Me Sourdin, qui représente les parents du garçon qui a reçu ces photos, évoque l’anxiété de la victime depuis les faits, qui a aussi été destinataire de menaces de violences.
L’expert psychiatre estime que le prévenu n’a pas de tendance pédophile, mais le qualifie de « froid, calculateur, sociopathe, pervers narcissique ». Il faut dire que durant leur entretien, l’homme n’avait pas franchement envie de parler de sa vie sexuelle et de ses fantasmes… pas plus que devant les magistrats.
Pierre Leguillon qui le défend essaie d’adoucir le portait qui est dressé : « C’est particulièrement difficile pour un homme musulman de s’exprimer sur sa sexualité. Ce n’est pas le psychiatre qui va réussir à creuser la question en 20 minutes ! »

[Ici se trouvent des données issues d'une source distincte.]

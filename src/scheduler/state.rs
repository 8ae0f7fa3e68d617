use std::collections::{HashMap, HashSet};

use rand::Rng;
use serde::Serialize;
use uuid::Uuid;

use crate::error::{Result, SchedulerError};
use crate::event::{EventLog, JobEvent};
use crate::scheduler::placement::choose_node;
use crate::scheduler::store::{Pref, TaskStore};
use crate::scheduler::task::{NodeLoad, NodeName, Task};

/// Outcome of one scheduling request.
#[derive(Debug, Clone, PartialEq)]
pub enum Decision {
    /// Run `task` on `node`. The task has been removed from its bucket.
    Run { node: NodeName, task: Task },
    /// The job has pending work but no admissible placement in the given
    /// node set.
    NoNodes,
    /// The job has no data-local work for the given node set; the arbiter
    /// may retry with the cross-job empty-node fallback.
    NoLocal,
}

/// Load snapshot reported to the fairness arbiter.
#[derive(Debug, Clone, Copy, PartialEq, Eq, Serialize)]
pub struct JobStats {
    pub queued: usize,
    pub running: usize,
}

/// The task-placement engine of one job: bucket store, running set and the
/// latest known cluster membership. All mutation goes through the owning
/// actor's mailbox, so the methods here are plain single-threaded code.
#[derive(Debug)]
pub struct JobState {
    name: String,
    store: TaskStore,
    running: HashMap<Uuid, NodeName>,
    nodes: Vec<NodeName>,
    events: EventLog,
}

impl JobState {
    pub fn new(name: impl Into<String>, nodes: Vec<NodeName>, events: EventLog) -> Self {
        Self {
            name: name.into(),
            store: TaskStore::new(),
            running: HashMap::new(),
            nodes,
            events,
        }
    }

    pub fn name(&self) -> &str {
        &self.name
    }

    pub fn store(&self) -> &TaskStore {
        &self.store
    }

    pub fn stats(&self) -> JobStats {
        JobStats {
            queued: self.store.queued_total(),
            running: self.running.len(),
        }
    }

    pub fn task_started(&mut self, node: NodeName, worker: Uuid) {
        tracing::debug!(job = %self.name, %node, worker = %worker, "Task started");
        self.running.insert(worker, node);
    }

    pub fn worker_done(&mut self, worker: &Uuid) {
        self.running.remove(worker);
    }

    /// The subset of `available` this job would surrender to another job:
    /// nodes it holds no pending data-local work for. A job with
    /// no-preference work pending surrenders nothing, since it would accept
    /// any of those nodes itself.
    pub fn empty_nodes(&self, available: Vec<NodeName>) -> Vec<NodeName> {
        if !self.store.nopref().is_empty() {
            return Vec::new();
        }
        available
            .into_iter()
            .filter(|node| self.store.queued_at(node) == 0)
            .collect()
    }

    /// Place a newly arrived task into the right bucket.
    ///
    /// `node_stats` pairs each of the task's inputs with the load of its
    /// hosting node. On an unschedulable forced task or a task blacklisted
    /// everywhere this emits an abort event and returns the error; the
    /// owning actor terminates and the linked coordinator follows.
    pub fn assign_task(&mut self, task: Task, node_stats: Vec<NodeLoad>) -> Result<()> {
        let admissible: Vec<NodeName> = self
            .nodes
            .iter()
            .filter(|node| !task.blacklist.contains(*node))
            .cloned()
            .collect();
        if task.force_remote {
            if admissible.iter().any(|node| !task.is_input_host(node)) {
                self.assign_nopref(task, &admissible)
            } else {
                Err(self.abort(task, |id| SchedulerError::ForcedRemote { task_id: id }))
            }
        } else {
            self.find_preferred(task, node_stats, &admissible)
        }
    }

    /// Rank the admissible input hosts by (bucket depth, load, entry
    /// order) and queue the task on the best one, falling back to the
    /// no-preference bucket when no input host is admissible.
    fn find_preferred(
        &mut self,
        mut task: Task,
        node_stats: Vec<NodeLoad>,
        admissible: &[NodeName],
    ) -> Result<()> {
        let best = node_stats
            .iter()
            .enumerate()
            .filter(|(_, stat)| admissible.contains(&stat.input.host))
            .min_by_key(|(entry, stat)| {
                (self.store.queued_at(&stat.input.host), stat.load, *entry)
            });
        match best {
            Some((_, stat)) => {
                let input = stat.input.clone();
                task.chosen_input = Some(input.url.clone());
                tracing::debug!(
                    job = %self.name,
                    task_id = task.task_id,
                    host = %input.host,
                    "Task queued on preferred node"
                );
                self.store.push_task(Pref::Node(input.host), task);
                Ok(())
            }
            None => self.assign_nopref(task, admissible),
        }
    }

    fn assign_nopref(&mut self, mut task: Task, admissible: &[NodeName]) -> Result<()> {
        if admissible.is_empty() {
            return Err(self.abort(task, |id| SchedulerError::Exhausted { task_id: id }));
        }
        if task.force_local {
            return Err(self.abort(task, |id| SchedulerError::ForcedLocal { task_id: id }));
        }
        task.chosen_input = task.inputs.first().map(|input| input.url.clone());
        tracing::debug!(job = %self.name, task_id = task.task_id, "Task queued without preference");
        self.store.push_task(Pref::NoPref, task);
        Ok(())
    }

    fn abort(&self, task: Task, error: impl FnOnce(u64) -> SchedulerError) -> SchedulerError {
        let error = error(task.task_id);
        self.events
            .emit(JobEvent::task_failure(&self.name, &task, error.to_string()));
        error
    }

    /// Two-phase scheduling, phase one: serve a data-local task from the
    /// least-loaded available node, or fall back to the no-preference
    /// bucket via victim selection. Returns `NoLocal` only when there is
    /// neither data-local nor no-preference work for this node set.
    pub fn schedule_local(&mut self, available: Vec<NodeName>) -> Decision {
        let local_pick = available
            .iter()
            .filter(|node| self.store.queued_at(node) > 0)
            .min_by_key(|node| self.store.queued_at(node))
            .cloned();
        if let Some(node) = local_pick {
            if let Some(task) = self.store.pop_head(&Pref::Node(node.clone())) {
                tracing::debug!(job = %self.name, %node, task_id = task.task_id, "Scheduled data-local task");
                return Decision::Run { node, task };
            }
        }
        if self.store.nopref().is_empty() {
            Decision::NoLocal
        } else {
            self.pop_and_switch_node(vec![Pref::NoPref], &available)
        }
    }

    /// Phase two, after the arbiter computed the cross-job empty-node set:
    /// displace a task from the busiest bucket onto one of the free nodes.
    pub fn schedule_remote(&mut self, free: Vec<NodeName>) -> Decision {
        let candidates = self.store.occupied_nodes();
        self.pop_and_switch_node(candidates, &free)
    }

    /// Victim selection: pick the busiest bucket among `keys`, try to move
    /// its head task to an admissible node in `available`, and fall back
    /// to a linear walk when the head cannot be placed. At most one task
    /// leaves the store, atomically with the returned decision.
    fn pop_and_switch_node(&mut self, keys: Vec<Pref>, available: &[NodeName]) -> Decision {
        if available.is_empty() {
            return Decision::NoNodes;
        }
        let Some(victim) = self.store.busiest(&keys) else {
            return Decision::NoNodes;
        };
        let target = self
            .store
            .peek_head(&victim)
            .and_then(|task| choose_node(task, available))
            .cloned();
        match target {
            Some(node) => match self.store.pop_head(&victim) {
                Some(task) => {
                    tracing::debug!(
                        job = %self.name,
                        from = %victim,
                        to = %node,
                        task_id = task.task_id,
                        "Moved task off its preferred bucket"
                    );
                    Decision::Run { node, task }
                }
                None => Decision::NoNodes,
            },
            None => self.pop_suitable(&keys, available),
        }
    }

    /// Linear fallback: the first task across `keys` (bucket order, then
    /// queue order) with an admissible placement in `available`.
    fn pop_suitable(&mut self, keys: &[Pref], available: &[NodeName]) -> Decision {
        for key in keys {
            let Some(bucket) = self.store.bucket(key) else {
                continue;
            };
            let found = bucket.iter().enumerate().find_map(|(index, task)| {
                choose_node(task, available).map(|node| (index, node.clone()))
            });
            if let Some((index, node)) = found {
                if let Some(task) = self.store.remove_at(key, index) {
                    tracing::debug!(
                        job = %self.name,
                        from = %key,
                        to = %node,
                        task_id = task.task_id,
                        "Moved task off its preferred bucket"
                    );
                    return Decision::Run { node, task };
                }
            }
        }
        Decision::NoNodes
    }

    /// Cluster-topology reassignment: drop the buckets of departed nodes
    /// and re-place their tasks against the new membership. Placement is
    /// locality-driven with a random tiebreak when several input hosts
    /// survive, so the synthesized stats pair each input with a uniform
    /// load in [1, 100].
    pub fn update_nodes(&mut self, new_nodes: Vec<NodeName>) -> Result<()> {
        let live: HashSet<NodeName> = new_nodes.iter().cloned().collect();
        let orphaned = self.store.drain_departed(&live);
        tracing::info!(
            job = %self.name,
            nodes = new_nodes.len(),
            reassigned = orphaned.len(),
            "Cluster membership updated"
        );
        self.nodes = new_nodes;
        let mut rng = rand::thread_rng();
        for task in orphaned {
            let stats = task
                .inputs
                .iter()
                .map(|input| NodeLoad::new(rng.gen_range(1..=100), input.clone()))
                .collect();
            self.assign_task(task, stats)?;
        }
        Ok(())
    }

    pub(crate) fn emit_stopped(&self, reason: &str) {
        self.events.emit(JobEvent::stopped(
            &self.name,
            format!("scheduler stopped: {}", reason),
        ));
    }
}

Et puis selon lui, il manque sérieusement de contexte aux captures d’écran des SMS… le mineur n’aurait pas été très neutre dans la discussion. Bref, pas de quoi caractériser une corruption de mineur devant la justice.
Ce sera finalement l’avis du tribunal de Saint-Malo qui requalifie les faits en diffusion de messages contraires à la décence sans demande préalable du destinataire. Le prévenu est également condamné pour les menaces. Il repart en fin d’après-midi avec une condamnation à 300 euros d’amende.